* _PROBLEM TO WORK ON_: All entries below are to be duplicated verbatim.
━━ DATA TO EXAMINE ━━
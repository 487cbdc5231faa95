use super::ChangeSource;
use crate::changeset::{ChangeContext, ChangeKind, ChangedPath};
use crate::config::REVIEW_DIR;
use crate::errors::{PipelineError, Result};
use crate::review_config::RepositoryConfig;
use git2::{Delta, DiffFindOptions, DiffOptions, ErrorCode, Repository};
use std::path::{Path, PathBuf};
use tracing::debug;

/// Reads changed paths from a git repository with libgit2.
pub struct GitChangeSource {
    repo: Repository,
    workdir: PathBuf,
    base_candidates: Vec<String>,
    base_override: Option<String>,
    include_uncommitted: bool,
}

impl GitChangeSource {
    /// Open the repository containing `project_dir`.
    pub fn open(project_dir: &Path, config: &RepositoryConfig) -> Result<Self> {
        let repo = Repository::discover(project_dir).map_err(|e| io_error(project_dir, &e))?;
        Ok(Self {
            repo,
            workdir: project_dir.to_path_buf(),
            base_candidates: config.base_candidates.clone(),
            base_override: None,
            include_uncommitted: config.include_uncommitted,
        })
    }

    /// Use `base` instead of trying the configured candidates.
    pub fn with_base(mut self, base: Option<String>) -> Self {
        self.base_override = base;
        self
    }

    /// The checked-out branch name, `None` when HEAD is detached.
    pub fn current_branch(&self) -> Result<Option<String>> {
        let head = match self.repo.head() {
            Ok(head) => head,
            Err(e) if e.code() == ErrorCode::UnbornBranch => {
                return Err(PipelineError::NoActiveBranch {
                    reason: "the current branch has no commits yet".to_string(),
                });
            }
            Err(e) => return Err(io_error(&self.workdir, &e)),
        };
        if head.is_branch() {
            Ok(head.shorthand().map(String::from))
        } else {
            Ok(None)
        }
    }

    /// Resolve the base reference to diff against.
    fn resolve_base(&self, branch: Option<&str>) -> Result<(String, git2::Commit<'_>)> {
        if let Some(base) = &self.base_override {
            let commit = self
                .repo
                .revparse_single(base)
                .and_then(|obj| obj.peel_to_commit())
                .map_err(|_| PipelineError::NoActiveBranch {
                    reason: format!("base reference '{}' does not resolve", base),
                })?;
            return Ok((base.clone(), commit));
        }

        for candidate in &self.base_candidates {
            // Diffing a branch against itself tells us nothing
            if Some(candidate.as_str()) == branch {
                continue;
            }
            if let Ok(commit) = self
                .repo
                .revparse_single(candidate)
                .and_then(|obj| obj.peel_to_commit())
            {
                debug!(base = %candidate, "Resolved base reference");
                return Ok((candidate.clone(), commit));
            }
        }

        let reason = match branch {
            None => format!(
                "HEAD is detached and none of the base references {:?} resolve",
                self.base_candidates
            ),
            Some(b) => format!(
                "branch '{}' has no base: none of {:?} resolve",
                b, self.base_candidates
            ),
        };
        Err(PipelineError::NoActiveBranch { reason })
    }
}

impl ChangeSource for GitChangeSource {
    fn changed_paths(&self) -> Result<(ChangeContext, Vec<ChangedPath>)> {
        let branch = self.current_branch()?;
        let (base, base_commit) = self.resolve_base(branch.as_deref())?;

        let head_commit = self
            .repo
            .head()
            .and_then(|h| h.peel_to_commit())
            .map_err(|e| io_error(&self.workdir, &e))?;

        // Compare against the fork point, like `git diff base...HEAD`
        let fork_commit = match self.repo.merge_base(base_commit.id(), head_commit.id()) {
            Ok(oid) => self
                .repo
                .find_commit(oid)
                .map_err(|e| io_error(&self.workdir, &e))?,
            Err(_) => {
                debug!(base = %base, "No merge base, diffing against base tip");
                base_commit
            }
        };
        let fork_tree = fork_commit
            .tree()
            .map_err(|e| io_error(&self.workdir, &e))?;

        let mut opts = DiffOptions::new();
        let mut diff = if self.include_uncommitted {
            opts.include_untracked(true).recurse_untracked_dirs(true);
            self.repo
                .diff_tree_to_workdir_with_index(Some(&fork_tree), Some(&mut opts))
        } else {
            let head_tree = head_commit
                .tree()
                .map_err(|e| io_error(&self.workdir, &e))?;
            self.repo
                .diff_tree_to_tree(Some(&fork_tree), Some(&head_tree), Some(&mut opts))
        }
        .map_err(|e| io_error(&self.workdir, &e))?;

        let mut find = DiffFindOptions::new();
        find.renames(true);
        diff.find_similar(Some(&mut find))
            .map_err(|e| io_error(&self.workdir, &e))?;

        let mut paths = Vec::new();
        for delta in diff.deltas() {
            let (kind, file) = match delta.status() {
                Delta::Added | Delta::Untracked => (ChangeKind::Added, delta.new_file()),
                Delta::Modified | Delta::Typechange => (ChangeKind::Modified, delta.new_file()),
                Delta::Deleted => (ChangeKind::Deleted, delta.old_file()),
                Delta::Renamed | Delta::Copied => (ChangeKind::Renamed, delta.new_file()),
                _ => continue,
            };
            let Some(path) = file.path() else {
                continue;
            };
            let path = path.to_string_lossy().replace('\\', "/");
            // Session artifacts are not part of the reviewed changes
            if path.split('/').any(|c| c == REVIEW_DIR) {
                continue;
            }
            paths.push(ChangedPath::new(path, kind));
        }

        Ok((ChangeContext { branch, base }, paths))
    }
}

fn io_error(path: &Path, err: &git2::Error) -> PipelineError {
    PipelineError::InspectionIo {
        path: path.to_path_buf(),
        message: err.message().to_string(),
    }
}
━━━
* _SOLUTION TO THIS TASK_:
repository 487cbdc5231faa95
use super::ChangeSource;
use crate::changeset::{ChangeContext, ChangeKind, ChangedPath};
use crate::config::REVIEW_DIR;
use crate::errors::{PipelineError, Result};
use crate::review_config::RepositoryConfig;
use git2::{Delta, DiffFindOptions, DiffOptions, ErrorCode, Repository};
use std::path::{Path, PathBuf};
use tracing::debug;

/// Reads changed paths from a git repository with libgit2.
pub struct GitChangeSource {
    repo: Repository,
    workdir: PathBuf,
    base_candidates: Vec<String>,
    base_override: Option<String>,
    include_uncommitted: bool,
}

impl GitChangeSource {
    /// Open the repository containing `project_dir`.
    pub fn open(project_dir: &Path, config: &RepositoryConfig) -> Result<Self> {
        let repo = Repository::discover(project_dir).map_err(|e| io_error(project_dir, &e))?;
        Ok(Self {
            repo,
            workdir: project_dir.to_path_buf(),
            base_candidates: config.base_candidates.clone(),
            base_override: None,
            include_uncommitted: config.include_uncommitted,
        })
    }

    /// Use `base` instead of trying the configured candidates.
    pub fn with_base(mut self, base: Option<String>) -> Self {
        self.base_override = base;
        self
    }

    /// The checked-out branch name, `None` when HEAD is detached.
    pub fn current_branch(&self) -> Result<Option<String>> {
        let head = match self.repo.head() {
            Ok(head) => head,
            Err(e) if e.code() == ErrorCode::UnbornBranch => {
                return Err(PipelineError::NoActiveBranch {
                    reason: "the current branch has no commits yet".to_string(),
                });
            }
            Err(e) => return Err(io_error(&self.workdir, &e)),
        };
        if head.is_branch() {
            Ok(head.shorthand().map(String::from))
        } else {
            Ok(None)
        }
    }

    /// Resolve the base reference to diff against.
    fn resolve_base(&self, branch: Option<&str>) -> Result<(String, git2::Commit<'_>)> {
        if let Some(base) = &self.base_override {
            let commit = self
                .repo
                .revparse_single(base)
                .and_then(|obj| obj.peel_to_commit())
                .map_err(|_| PipelineError::NoActiveBranch {
                    reason: format!("base reference '{}' does not resolve", base),
                })?;
            return Ok((base.clone(), commit));
        }

        for candidate in &self.base_candidates {
            // Diffing a branch against itself tells us nothing
            if Some(candidate.as_str()) == branch {
                continue;
            }
            if let Ok(commit) = self
                .repo
                .revparse_single(candidate)
                .and_then(|obj| obj.peel_to_commit())
            {
                debug!(base = %candidate, "Resolved base reference");
                return Ok((candidate.clone(), commit));
            }
        }

        let reason = match branch {
            None => format!(
                "HEAD is detached and none of the base references {:?} resolve",
                self.base_candidates
            ),
            Some(b) => format!(
                "branch '{}' has no base: none of {:?} resolve",
                b, self.base_candidates
            ),
        };
        Err(PipelineError::NoActiveBranch { reason })
    }
}

impl ChangeSource for GitChangeSource {
    fn changed_paths(&self) -> Result<(ChangeContext, Vec<ChangedPath>)> {
        let branch = self.current_branch()?;
        let (base, base_commit) = self.resolve_base(branch.as_deref())?;

        let head_commit = self
            .repo
            .head()
            .and_then(|h| h.peel_to_commit())
            .map_err(|e| io_error(&self.workdir, &e))?;

        // Compare against the fork point, like `git diff base...HEAD`
        let fork_commit = match self.repo.merge_base(base_commit.id(), head_commit.id()) {
            Ok(oid) => self
                .repo
                .find_commit(oid)
                .map_err(|e| io_error(&self.workdir, &e))?,
            Err(_) => {
                debug!(base = %base, "No merge base, diffing against base tip");
                base_commit
            }
        };
        let fork_tree = fork_commit
            .tree()
            .map_err(|e| io_error(&self.workdir, &e))?;

        let mut opts = DiffOptions::new();
        let mut diff = if self.include_uncommitted {
            opts.include_untracked(true).recurse_untracked_dirs(true);
            self.repo
                .diff_tree_to_workdir_with_index(Some(&fork_tree), Some(&mut opts))
        } else {
            let head_tree = head_commit
                .tree()
                .map_err(|e| io_error(&self.workdir, &e))?;
            self.repo
                .diff_tree_to_tree(Some(&fork_tree), Some(&head_tree), Some(&mut opts))
        }
        .map_err(|e| io_error(&self.workdir, &e))?;

        let mut find = DiffFindOptions::new();
        find.renames(true);
        diff.find_similar(Some(&mut find))
            .map_err(|e| io_error(&self.workdir, &e))?;

        let mut paths = Vec::new();
        for delta in diff.deltas() {
            let (kind, file) = match delta.status() {
                Delta::Added | Delta::Untracked => (ChangeKind::Added, delta.new_file()),
                Delta::Modified | Delta::Typechange => (ChangeKind::Modified, delta.new_file()),
                Delta::Deleted => (ChangeKind::Deleted, delta.old_file()),
                Delta::Renamed | Delta::Copied => (ChangeKind::Renamed, delta.new_file()),
                _ => continue,
            };
            let Some(path) = file.path() else {
                continue;
            };
            let path = path.to_string_lossy().replace('\\', "/");
            // Session artifacts are not part of the reviewed changes
            if path.split('/').any(|c| c == REVIEW_DIR) {
                continue;
            }
            paths.push(ChangedPath::new(path, kind));
        }

        Ok((ChangeContext { branch, base }, paths))
    }
}

fn io_error(path: &Path, err: &git2::Error) -> PipelineError {
    PipelineError::InspectionIo {
        path: path.to_path_buf(),
        message: err.message().to_string(),
    }
}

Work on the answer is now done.